▶ EXERCISE DESCRIPTION
For the records that follow, return only the count of lines containing the string "else".

Stored items:
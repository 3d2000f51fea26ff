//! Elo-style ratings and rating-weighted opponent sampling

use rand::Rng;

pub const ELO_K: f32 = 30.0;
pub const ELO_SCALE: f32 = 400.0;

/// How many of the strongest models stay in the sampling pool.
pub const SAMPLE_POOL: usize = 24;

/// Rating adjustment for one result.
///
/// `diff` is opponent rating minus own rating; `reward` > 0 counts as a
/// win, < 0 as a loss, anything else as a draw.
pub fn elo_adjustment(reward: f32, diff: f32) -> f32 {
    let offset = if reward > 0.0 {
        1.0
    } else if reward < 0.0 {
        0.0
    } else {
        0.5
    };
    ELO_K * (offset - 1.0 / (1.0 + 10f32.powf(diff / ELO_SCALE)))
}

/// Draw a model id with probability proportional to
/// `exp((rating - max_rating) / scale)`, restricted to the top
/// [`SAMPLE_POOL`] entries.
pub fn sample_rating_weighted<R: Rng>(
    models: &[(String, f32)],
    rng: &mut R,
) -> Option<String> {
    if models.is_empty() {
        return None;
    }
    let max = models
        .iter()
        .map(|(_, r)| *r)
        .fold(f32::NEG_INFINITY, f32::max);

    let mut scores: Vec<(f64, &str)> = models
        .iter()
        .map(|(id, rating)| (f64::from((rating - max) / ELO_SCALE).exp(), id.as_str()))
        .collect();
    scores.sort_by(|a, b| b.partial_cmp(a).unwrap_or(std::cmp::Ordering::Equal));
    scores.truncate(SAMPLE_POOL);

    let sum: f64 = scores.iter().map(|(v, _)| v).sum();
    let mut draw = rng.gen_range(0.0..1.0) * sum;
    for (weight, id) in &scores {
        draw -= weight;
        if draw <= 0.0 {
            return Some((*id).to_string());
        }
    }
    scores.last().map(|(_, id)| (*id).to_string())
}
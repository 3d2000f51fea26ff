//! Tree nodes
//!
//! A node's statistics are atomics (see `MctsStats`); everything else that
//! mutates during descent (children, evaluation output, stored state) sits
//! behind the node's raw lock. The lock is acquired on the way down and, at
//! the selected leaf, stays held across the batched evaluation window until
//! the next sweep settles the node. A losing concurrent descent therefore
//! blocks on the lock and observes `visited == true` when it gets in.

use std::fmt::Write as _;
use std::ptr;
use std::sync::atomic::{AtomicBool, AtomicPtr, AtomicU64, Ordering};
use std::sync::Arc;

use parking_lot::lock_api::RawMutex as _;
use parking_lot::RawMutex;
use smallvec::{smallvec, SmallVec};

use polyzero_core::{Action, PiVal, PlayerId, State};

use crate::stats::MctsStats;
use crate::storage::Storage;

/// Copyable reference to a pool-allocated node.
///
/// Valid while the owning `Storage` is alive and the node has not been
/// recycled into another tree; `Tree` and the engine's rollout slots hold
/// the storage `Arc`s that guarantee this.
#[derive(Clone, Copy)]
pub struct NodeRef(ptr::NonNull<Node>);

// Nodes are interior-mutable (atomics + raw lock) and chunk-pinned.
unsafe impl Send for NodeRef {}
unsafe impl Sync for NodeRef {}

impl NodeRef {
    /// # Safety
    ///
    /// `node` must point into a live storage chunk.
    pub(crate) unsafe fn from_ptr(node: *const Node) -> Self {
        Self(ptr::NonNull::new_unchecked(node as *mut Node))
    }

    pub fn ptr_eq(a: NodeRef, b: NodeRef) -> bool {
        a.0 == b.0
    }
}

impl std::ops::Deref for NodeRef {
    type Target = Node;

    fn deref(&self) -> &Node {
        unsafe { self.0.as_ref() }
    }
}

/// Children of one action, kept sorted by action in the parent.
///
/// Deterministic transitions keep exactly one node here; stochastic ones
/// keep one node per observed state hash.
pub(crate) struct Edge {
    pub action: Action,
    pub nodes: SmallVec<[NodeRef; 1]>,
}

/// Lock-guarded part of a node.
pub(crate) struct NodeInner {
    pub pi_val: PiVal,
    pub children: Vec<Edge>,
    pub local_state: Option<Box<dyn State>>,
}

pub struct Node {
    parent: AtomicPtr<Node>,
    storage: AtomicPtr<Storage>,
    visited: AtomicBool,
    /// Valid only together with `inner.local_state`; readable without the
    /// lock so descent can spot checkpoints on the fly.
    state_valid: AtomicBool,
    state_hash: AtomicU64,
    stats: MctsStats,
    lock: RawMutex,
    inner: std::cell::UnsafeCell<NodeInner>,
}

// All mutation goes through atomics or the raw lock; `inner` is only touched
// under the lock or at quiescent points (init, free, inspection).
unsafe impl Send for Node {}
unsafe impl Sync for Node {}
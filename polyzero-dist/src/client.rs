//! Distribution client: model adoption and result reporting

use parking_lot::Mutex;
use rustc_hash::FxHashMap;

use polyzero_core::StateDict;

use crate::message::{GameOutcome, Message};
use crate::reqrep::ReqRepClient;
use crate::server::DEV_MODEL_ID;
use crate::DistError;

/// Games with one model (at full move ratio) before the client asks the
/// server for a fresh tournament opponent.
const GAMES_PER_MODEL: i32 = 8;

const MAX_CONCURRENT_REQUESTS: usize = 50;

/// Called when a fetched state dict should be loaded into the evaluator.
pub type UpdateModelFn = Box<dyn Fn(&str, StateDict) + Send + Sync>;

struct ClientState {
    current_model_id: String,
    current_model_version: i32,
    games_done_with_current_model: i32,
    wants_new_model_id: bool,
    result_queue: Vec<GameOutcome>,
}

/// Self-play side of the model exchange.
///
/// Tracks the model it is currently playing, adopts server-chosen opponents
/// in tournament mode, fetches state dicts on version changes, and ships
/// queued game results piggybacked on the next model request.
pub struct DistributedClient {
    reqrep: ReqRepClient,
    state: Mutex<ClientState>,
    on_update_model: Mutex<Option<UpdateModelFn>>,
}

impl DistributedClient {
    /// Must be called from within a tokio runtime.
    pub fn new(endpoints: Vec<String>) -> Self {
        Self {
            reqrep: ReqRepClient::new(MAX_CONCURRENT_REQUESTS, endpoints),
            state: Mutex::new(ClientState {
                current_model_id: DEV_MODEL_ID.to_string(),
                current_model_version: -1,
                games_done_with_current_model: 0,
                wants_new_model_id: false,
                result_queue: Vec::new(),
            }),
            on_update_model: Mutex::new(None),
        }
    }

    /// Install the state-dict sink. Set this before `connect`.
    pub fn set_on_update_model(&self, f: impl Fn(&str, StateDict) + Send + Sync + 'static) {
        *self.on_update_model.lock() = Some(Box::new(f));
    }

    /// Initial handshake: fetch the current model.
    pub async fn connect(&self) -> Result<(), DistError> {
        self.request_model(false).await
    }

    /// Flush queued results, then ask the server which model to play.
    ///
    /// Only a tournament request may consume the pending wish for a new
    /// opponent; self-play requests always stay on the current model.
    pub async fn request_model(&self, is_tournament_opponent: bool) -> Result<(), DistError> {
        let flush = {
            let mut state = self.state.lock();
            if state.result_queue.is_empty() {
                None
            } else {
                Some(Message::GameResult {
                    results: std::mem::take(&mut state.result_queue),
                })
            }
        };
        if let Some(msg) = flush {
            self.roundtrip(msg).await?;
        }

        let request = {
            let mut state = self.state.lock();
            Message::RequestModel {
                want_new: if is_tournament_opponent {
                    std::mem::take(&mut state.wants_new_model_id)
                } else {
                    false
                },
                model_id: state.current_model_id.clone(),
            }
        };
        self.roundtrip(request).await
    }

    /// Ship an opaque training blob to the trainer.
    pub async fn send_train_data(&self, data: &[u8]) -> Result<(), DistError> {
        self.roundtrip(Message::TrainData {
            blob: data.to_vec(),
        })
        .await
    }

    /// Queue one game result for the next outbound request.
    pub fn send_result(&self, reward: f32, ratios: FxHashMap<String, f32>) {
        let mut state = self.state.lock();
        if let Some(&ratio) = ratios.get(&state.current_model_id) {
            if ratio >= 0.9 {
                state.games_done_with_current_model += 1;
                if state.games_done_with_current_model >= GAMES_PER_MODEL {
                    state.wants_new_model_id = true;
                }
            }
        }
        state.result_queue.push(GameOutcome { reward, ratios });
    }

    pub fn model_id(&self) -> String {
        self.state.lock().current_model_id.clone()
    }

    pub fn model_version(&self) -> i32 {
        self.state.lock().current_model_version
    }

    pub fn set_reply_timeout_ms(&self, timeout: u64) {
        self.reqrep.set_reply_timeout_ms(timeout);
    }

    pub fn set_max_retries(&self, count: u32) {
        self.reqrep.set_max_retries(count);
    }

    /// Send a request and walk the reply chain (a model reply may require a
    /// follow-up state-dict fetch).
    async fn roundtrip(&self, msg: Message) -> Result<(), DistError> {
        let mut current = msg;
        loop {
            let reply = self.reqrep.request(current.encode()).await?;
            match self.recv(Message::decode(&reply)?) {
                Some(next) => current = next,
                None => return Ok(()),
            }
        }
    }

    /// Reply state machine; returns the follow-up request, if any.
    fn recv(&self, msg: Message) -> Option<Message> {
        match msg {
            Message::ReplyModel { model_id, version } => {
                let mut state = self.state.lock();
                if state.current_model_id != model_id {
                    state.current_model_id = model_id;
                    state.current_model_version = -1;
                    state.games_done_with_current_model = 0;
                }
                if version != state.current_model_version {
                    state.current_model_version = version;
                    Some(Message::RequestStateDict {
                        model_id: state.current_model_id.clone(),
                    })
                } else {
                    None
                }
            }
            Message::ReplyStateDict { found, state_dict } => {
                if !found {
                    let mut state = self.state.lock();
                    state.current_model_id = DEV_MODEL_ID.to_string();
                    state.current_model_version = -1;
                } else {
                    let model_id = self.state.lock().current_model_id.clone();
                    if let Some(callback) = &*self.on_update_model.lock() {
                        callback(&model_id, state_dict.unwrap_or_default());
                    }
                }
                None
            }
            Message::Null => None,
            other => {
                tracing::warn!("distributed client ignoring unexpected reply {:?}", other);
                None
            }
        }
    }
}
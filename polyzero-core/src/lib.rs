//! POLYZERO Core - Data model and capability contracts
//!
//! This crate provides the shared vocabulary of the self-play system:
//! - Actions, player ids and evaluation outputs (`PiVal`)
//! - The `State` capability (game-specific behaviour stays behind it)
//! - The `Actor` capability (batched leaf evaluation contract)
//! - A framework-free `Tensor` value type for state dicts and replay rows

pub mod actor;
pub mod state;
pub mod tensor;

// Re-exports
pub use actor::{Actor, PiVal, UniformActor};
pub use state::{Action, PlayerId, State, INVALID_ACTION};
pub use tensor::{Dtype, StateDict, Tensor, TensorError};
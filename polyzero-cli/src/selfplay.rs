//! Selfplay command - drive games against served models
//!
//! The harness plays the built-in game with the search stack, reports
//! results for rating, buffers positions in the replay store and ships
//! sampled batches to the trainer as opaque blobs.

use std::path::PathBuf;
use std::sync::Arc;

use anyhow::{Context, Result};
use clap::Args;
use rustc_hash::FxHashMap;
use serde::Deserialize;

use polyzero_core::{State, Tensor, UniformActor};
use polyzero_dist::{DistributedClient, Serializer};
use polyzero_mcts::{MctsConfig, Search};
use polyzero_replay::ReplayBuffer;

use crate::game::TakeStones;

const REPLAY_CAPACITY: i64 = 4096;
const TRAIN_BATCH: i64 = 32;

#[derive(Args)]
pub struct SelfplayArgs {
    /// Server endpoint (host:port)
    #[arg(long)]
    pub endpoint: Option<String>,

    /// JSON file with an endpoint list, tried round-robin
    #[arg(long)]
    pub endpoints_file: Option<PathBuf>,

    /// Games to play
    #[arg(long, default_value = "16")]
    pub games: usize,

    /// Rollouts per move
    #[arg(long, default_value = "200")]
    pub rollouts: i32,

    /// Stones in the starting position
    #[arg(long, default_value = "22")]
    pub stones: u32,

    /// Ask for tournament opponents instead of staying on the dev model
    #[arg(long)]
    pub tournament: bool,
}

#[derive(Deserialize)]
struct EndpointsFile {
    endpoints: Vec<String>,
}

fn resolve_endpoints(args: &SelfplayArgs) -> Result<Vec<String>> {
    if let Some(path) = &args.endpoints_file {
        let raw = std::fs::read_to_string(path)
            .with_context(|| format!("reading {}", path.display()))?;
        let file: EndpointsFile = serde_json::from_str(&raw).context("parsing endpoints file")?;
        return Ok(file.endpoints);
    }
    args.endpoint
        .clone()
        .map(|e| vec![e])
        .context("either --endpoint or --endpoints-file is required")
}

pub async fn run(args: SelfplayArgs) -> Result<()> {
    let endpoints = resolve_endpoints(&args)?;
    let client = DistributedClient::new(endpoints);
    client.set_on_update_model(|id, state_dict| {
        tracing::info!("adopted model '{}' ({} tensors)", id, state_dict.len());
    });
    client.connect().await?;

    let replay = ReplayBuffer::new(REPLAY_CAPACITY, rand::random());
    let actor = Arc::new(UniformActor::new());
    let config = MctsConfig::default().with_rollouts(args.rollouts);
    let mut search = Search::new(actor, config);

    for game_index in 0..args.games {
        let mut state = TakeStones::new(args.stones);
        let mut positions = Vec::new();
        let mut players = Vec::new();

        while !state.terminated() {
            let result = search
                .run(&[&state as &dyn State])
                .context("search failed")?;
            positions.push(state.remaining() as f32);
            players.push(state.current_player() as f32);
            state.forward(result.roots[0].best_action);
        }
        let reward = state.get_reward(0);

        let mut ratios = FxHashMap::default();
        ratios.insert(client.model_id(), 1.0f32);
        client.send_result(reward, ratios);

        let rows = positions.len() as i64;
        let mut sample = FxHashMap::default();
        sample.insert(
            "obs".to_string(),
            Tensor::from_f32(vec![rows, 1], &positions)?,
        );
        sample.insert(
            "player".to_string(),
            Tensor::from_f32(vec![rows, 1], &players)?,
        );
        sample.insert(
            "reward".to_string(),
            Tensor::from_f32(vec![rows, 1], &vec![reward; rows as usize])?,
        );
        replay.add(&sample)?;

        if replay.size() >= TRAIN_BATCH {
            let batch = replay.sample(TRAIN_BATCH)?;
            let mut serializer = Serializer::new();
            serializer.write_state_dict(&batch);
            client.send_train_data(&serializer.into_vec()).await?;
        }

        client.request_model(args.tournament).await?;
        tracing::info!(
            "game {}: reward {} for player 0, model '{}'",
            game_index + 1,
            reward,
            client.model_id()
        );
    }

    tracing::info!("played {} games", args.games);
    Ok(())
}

▶ WRITTEN RESPONSE
8